INTP - Introverted Feeling
ILIs tend to deeply value feelings of attachment to those whom engage them in a deep and lasting emotional kinship. They have a hard time establishing these sentiments as they are naturally disinterested in most people, who seem outwardly unremarkable or having nothing in common with them. However, when the ILI has developed deep interpersonal bonds, they tend to hold on to such attachments very deeply. ILIs are almost always deeply unconfident about their social abilities and, consequently, they rarely speak of their inner bonds with others to common outsiders with whom they share merely superficial acquaintanceships. Feelings of this sort are rarely talked about with others, but the ILI may be painfully aware of these sentiments for fear of appearing overly sentimental or having feelings that are "out of line" or inappropriate to their present level of social interaction. ILIs may tend to love from afar and in their solitude if there is something or someone they love, because of their lack of confidence in their own feelings. Some ILIs may even be closet romantics. ILIs can also be quite sensitive, despite their outward emotional reservation, and are sometimes far more emotionally vulnerable than they demonstrate.

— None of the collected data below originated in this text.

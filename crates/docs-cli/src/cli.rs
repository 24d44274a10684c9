//! CLI argument definitions for the docs builder.

use std::path::PathBuf;

use clap::{Parser, Subcommand, ValueEnum};
use clap_verbosity_flag::{Verbosity, WarnLevel};
use colorchoice_clap::Color;
use docs_core::HEADER_OFFSET;
use docs_model::PhpVersion;

#[derive(Parser)]
#[command(
    name = "laravel-docs",
    version,
    about = "Laravel Server Docs - build the deployment guide as a static site",
    long_about = "Build the Laravel production deployment guide as a static site.\n\n\
                  Renders one page tree per PHP version (8.3 and 8.2) and exposes\n\
                  the routing and scroll-spy lookups for inspection."
)]
pub struct Cli {
    #[command(subcommand)]
    pub command: Command,

    /// Adjust log verbosity (-v for debug, -vv for trace, -q for errors only).
    #[command(flatten)]
    pub verbosity: Verbosity<WarnLevel>,

    /// Control ANSI color output (auto, always, never).
    #[command(flatten)]
    pub color: Color,

    /// Explicit log level (overrides -v/-q flags).
    #[arg(long = "log-level", value_enum, global = true)]
    pub log_level: Option<LogLevelArg>,

    /// Log output format (pretty for human, json for machine parsing).
    #[arg(
        long = "log-format",
        value_enum,
        default_value = "pretty",
        global = true
    )]
    pub log_format: LogFormatArg,

    /// Write logs to a file instead of stderr.
    #[arg(long = "log-file", value_name = "PATH", global = true)]
    pub log_file: Option<PathBuf>,
}

#[derive(Subcommand)]
pub enum Command {
    /// Render every page for every PHP version and write the site.
    Build(BuildArgs),

    /// List the site routes.
    Routes,

    /// Print the quick reference commands for a PHP version.
    Commands(CommandsArgs),

    /// Show which page and version tree a URL path maps to.
    Resolve(ResolveArgs),

    /// Show which section the scroll-spy highlights for a scroll position.
    Spy(SpyArgs),
}

#[derive(Parser)]
pub struct BuildArgs {
    /// Output directory for the generated site.
    #[arg(long = "out-dir", value_name = "DIR", default_value = "dist")]
    pub out_dir: PathBuf,

    /// Site configuration file (TOML).
    #[arg(long = "config", value_name = "FILE")]
    pub config: Option<PathBuf>,

    /// URL prefix the site is served under (overrides the config file).
    #[arg(long = "base-path", value_name = "PATH")]
    pub base_path: Option<String>,

    /// PHP version rendered at the site root (overrides the config file).
    #[arg(long = "php", value_name = "VERSION")]
    pub php: Option<PhpVersion>,
}

#[derive(Parser)]
pub struct CommandsArgs {
    /// PHP version (8.3 or 8.2).
    #[arg(long = "php", value_name = "VERSION", default_value = "8.3")]
    pub php: PhpVersion,
}

#[derive(Parser)]
pub struct ResolveArgs {
    /// Request path, e.g. /docs/php-8.2/commands/.
    #[arg(value_name = "PATH")]
    pub path: String,

    /// URL prefix the site is served under.
    #[arg(long = "base-path", value_name = "PATH")]
    pub base_path: Option<String>,
}

#[derive(Parser)]
pub struct SpyArgs {
    /// Section top offsets in document order, comma separated.
    #[arg(
        long = "offsets",
        value_name = "PX",
        value_delimiter = ',',
        num_args = 1..,
        required = true
    )]
    pub offsets: Vec<f64>,

    /// Current vertical scroll position.
    #[arg(long = "scroll-y", value_name = "PX")]
    pub scroll_y: f64,

    /// Distance below the viewport top at which a section becomes active.
    #[arg(long = "threshold", value_name = "PX", default_value_t = HEADER_OFFSET)]
    pub threshold: f64,
}

/// CLI log level choices.
#[derive(Clone, Copy, ValueEnum)]
pub enum LogLevelArg {
    Error,
    Warn,
    Info,
    Debug,
    Trace,
}

/// CLI log format choices.
#[derive(Clone, Copy, ValueEnum)]
pub enum LogFormatArg {
    Pretty,
    Compact,
    Json,
}
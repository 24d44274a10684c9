//! HTML output for the Laravel server docs.
//!
//! [`render_page`] turns one [`docs_model::Page`] into a standalone HTML5
//! document. [`SiteBuilder`] renders a tree per PHP version and writes the
//! static site.

mod chrome;
pub mod common;
pub mod context;
pub mod page;
pub mod site;

pub use common::HtmlWriter;
pub use context::RenderContext;
pub use page::render_page;
pub use site::{BuildReport, RenderedPage, SiteBuilder, WrittenPage, render_version};
//! Navigation state for the Laravel server docs.
//!
//! Everything here is plain single-threaded state. Hosting environments plug
//! in through [`ScrollHost`]; the `browser` feature provides one for the
//! window of a wasm build.

#[cfg(feature = "browser")]
pub mod browser;
pub mod integration;
pub mod router;
pub mod scroll_spy;
pub mod sidebar;
pub mod version_store;
pub mod viewport;

pub use integration::{
    INTEGRATION_TABS, IntegrationTab, OnThisPage, SectionMount, enter_route, is_integration_home,
    is_tab_active,
};
pub use router::{Resolved, Router};
pub use scroll_spy::{HEADER_OFFSET, ScrollSpy, ScrollSpyBinding, active_index};
pub use sidebar::{ExpandedGroups, group_has_active};
pub use version_store::{SubscriberId, VersionStore};
pub use viewport::{MemoryListener, MemoryViewport, ScrollBehavior, ScrollHost, scroll_to_section};
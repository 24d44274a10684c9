//! Site configuration assembly.
//!
//! Precedence: command line flag, then config file, then the base path baked
//! in at build time (`DOCS_BASE_PATH`), then built-in defaults.

use std::fs;
use std::path::Path;

use anyhow::{Context, Result};
use docs_model::{PhpVersion, SiteConfig};
use tracing::debug;

/// Command line overrides for [`SiteConfig`].
#[derive(Debug, Clone, Default)]
pub struct ConfigOverrides {
    pub base_path: Option<String>,
    pub default_version: Option<PhpVersion>,
}

pub fn load_site_config(path: Option<&Path>, overrides: &ConfigOverrides) -> Result<SiteConfig> {
    let mut config = match path {
        Some(path) => {
            let source = fs::read_to_string(path)
                .with_context(|| format!("read config {}", path.display()))?;
            SiteConfig::from_toml_str(&source)
                .with_context(|| format!("parse config {}", path.display()))?
        }
        None => SiteConfig::default(),
    };
    if let Some(base_path) = &overrides.base_path {
        config.base_path.clone_from(base_path);
    }
    if let Some(version) = overrides.default_version {
        config.default_version = version;
    }
    debug!(
        base_path = %config.base_path,
        default_version = %config.default_version,
        "site config loaded"
    );
    Ok(config)
}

In general, ILIs are fundamentally good-natured and conscionable people who may place a great deal of importance on ethical principles. In fact, ILIs may have a very strong sense of good will and loyalty towards others if they find the others to be similarly reasonable, trustworthy worthy individuals. ILIs do not always demonstrate this loyalty explicitly. As a consequence, ILIs are not always seen as kind people, instead more typically appearing standoffish, cold, or hostile. If ILIs are drawn in by sincere and engaging individuals, the ILI's sense of compassion may be realized and so surface. ILIs can be calm, attentive, and sympathetic listeners to the plights of their emotionally volatile duals, and can be very drawn to the state of deep bonds that they feel with them.
Many less actualized ILIs hold a far more vindictive attitude. This occurs, among other scenarios, when ILIs are depressed about people, and especially when ILIs are suffering from a lack of Fi support from others. In these scenarios the ILI may aggressively attack people's intelligence, ideas, or character rather unrelentlessly. Even so, such actions may precipitate conflict which the ILI is liable to find highly tiresome and frustrating -- as well as blurring the ILI's mental image of the facts, thus making him feel as though his work is unfinished. Such people who have been blacklisted are often in the ILI's eyes very deserving of this role, but the ILI may find that other people do not agree and faces the choice of either withdrawing in order to avoid interacting with the object of derision, or else continuing to interact, thus perpetuating the process and compounding the ILI's frustration. Such judgments may be very difficult to extricate from the ILI; such a process requires a copious amount of often thankless moral support and truth; SEEs are the only persons equipped for this task, and may in their occasional naivete of others' motivations benefit from the ILI's rather harsh stances. Typically, however, if the ILI is engaged with people with whom he feels very close and who accept his observations, explanations, and expositions (his mental image of the facts, as it were), he sees little need to interact with such individuals that would inspire his aggression.
ILIs rarely, if ever, take it upon themselves to display emotional, social, or physical initiative. To engage other people, especially in unfamiliar circumstances, can be a harrowing task for ILIs, and one from which most ILIs usually try to refrain. Nonetheless, ILIs are often treated with uncertainty or dubitation by most others due to their large inability to give off clear emotional data; ILIs may appear overly polite, formal, and robotic in social situations. ILIs seeking emotional ties with individuals may find themselves forced to take the initiative with others, a task for which even friendly ILIs are poorly equipped and bogged down with uncertainty. Even when ILIs do take some initiative upon themselves, they almost never succeed in reaching a depth of emotional connection which satisfies them.
Realization and development of Fi in ILIs, as a weak and unconscious function, represents a process of growth. Some ILIs with minimally developed Fi can be far less aware of the importance of lasting emotions, and can appear far more insensitive, unfriendly, and antagonistic.